- [WORK REQUEST]:
Identify and copy all lines of the material where the string "extension" is found.

[Start of Attachment]

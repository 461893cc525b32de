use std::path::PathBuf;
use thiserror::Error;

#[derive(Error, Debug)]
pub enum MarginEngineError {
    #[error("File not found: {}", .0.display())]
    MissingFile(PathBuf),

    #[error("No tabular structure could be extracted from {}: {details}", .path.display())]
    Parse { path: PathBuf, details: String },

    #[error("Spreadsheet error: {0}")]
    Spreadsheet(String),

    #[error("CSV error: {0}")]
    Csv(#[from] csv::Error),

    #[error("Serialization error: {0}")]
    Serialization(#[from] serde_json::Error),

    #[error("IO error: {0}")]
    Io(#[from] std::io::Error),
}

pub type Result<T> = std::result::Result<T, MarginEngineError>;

[End of Attachment]
[Start of Attachment]

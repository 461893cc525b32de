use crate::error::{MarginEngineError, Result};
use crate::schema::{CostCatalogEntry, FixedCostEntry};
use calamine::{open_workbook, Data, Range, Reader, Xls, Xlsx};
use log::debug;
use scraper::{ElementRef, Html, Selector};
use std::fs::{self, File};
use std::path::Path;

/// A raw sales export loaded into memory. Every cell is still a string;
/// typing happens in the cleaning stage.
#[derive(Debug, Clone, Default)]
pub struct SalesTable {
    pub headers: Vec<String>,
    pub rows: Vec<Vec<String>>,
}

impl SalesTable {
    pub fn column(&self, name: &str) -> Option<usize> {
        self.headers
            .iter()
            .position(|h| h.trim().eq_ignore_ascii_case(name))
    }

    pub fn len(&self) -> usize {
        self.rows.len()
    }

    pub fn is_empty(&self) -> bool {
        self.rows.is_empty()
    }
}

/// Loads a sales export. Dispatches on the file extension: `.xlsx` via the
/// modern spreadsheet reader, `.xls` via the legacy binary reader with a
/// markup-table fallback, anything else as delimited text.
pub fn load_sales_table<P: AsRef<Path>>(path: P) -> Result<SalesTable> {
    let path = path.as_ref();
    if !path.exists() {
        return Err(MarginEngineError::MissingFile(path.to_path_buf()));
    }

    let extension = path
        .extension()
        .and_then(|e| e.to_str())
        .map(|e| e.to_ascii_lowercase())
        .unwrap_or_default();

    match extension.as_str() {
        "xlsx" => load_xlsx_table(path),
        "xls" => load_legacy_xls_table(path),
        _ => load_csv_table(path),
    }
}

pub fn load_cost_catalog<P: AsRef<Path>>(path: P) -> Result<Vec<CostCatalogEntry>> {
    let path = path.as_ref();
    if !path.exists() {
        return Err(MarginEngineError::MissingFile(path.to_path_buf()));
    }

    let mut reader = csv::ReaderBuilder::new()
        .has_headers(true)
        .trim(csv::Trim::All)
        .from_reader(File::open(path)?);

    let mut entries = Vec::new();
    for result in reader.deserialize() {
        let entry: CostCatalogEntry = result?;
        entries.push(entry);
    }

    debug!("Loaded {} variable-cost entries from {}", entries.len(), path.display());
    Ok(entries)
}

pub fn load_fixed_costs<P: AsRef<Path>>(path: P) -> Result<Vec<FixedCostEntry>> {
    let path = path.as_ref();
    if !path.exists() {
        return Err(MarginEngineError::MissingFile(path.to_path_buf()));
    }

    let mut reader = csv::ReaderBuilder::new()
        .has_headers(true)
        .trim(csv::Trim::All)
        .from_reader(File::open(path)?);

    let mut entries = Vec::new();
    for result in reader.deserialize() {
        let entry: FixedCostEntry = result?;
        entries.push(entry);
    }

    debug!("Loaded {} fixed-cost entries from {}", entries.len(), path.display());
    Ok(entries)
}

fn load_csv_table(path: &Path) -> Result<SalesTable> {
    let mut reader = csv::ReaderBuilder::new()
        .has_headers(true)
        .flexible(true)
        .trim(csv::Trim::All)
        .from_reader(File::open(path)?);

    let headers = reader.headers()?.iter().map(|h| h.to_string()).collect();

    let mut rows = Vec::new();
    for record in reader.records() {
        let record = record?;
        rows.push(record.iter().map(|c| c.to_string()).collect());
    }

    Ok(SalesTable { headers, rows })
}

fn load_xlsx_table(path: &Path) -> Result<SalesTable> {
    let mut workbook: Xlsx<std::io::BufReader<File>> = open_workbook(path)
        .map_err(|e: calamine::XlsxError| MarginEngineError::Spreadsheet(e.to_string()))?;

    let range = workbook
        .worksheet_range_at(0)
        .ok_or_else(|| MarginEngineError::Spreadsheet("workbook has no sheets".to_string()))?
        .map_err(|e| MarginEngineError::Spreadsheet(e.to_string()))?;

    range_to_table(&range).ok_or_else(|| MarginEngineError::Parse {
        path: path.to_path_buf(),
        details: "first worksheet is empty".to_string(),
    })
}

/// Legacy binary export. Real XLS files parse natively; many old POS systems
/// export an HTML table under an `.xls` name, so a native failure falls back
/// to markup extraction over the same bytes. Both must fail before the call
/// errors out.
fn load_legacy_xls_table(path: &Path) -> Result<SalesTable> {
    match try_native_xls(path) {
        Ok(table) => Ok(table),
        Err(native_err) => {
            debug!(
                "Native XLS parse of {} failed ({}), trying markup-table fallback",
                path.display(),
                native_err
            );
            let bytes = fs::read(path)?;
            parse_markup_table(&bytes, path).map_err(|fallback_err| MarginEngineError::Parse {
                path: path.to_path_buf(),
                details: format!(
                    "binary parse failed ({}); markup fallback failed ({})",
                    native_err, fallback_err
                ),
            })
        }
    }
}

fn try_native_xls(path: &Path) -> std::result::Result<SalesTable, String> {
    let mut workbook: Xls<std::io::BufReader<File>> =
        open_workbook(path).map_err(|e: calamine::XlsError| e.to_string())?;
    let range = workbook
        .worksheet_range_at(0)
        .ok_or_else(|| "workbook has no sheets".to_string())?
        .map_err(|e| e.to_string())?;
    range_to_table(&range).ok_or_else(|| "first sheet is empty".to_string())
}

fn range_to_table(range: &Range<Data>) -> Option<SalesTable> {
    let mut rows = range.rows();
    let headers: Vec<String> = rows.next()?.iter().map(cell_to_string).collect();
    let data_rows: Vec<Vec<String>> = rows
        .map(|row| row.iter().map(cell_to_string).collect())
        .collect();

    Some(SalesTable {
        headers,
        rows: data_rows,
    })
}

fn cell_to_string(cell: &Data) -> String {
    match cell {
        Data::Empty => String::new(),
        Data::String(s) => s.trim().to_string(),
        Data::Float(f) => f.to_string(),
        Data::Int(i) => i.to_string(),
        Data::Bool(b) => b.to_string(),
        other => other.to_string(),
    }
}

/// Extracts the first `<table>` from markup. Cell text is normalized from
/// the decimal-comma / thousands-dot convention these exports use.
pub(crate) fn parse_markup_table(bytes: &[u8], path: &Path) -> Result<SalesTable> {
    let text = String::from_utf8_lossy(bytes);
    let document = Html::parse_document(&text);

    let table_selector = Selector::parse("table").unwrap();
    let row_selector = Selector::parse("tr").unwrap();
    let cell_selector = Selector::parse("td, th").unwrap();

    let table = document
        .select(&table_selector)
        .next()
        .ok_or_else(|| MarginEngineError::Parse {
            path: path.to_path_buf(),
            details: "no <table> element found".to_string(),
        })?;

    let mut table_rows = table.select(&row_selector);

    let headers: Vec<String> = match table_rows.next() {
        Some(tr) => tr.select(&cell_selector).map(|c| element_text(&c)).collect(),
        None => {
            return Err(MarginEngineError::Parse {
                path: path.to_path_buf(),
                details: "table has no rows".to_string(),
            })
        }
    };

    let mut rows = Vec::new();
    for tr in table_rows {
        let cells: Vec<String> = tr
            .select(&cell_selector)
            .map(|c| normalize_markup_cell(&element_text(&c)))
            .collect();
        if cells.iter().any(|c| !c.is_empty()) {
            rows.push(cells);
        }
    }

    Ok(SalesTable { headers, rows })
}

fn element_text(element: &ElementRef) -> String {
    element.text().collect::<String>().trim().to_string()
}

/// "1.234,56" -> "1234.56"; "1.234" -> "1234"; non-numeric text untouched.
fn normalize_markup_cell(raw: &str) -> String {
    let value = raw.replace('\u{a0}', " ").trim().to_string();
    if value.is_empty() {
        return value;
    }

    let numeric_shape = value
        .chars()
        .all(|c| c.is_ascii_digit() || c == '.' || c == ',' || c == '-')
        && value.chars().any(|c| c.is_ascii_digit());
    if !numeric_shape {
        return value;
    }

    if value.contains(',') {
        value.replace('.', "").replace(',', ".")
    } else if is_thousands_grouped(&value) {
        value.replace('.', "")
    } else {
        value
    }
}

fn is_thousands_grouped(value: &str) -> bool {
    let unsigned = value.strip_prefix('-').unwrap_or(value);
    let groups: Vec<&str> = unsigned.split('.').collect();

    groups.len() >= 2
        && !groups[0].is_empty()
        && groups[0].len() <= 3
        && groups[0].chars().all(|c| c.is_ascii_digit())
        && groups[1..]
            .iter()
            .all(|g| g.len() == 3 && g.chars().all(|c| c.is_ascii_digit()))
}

[End of Attachment]

- [ANSWER SECTION]:
/// Loads a sales export. Dispatches on the file extension: `.xlsx` via the
    let extension = path
        .extension()
    match extension.as_str() {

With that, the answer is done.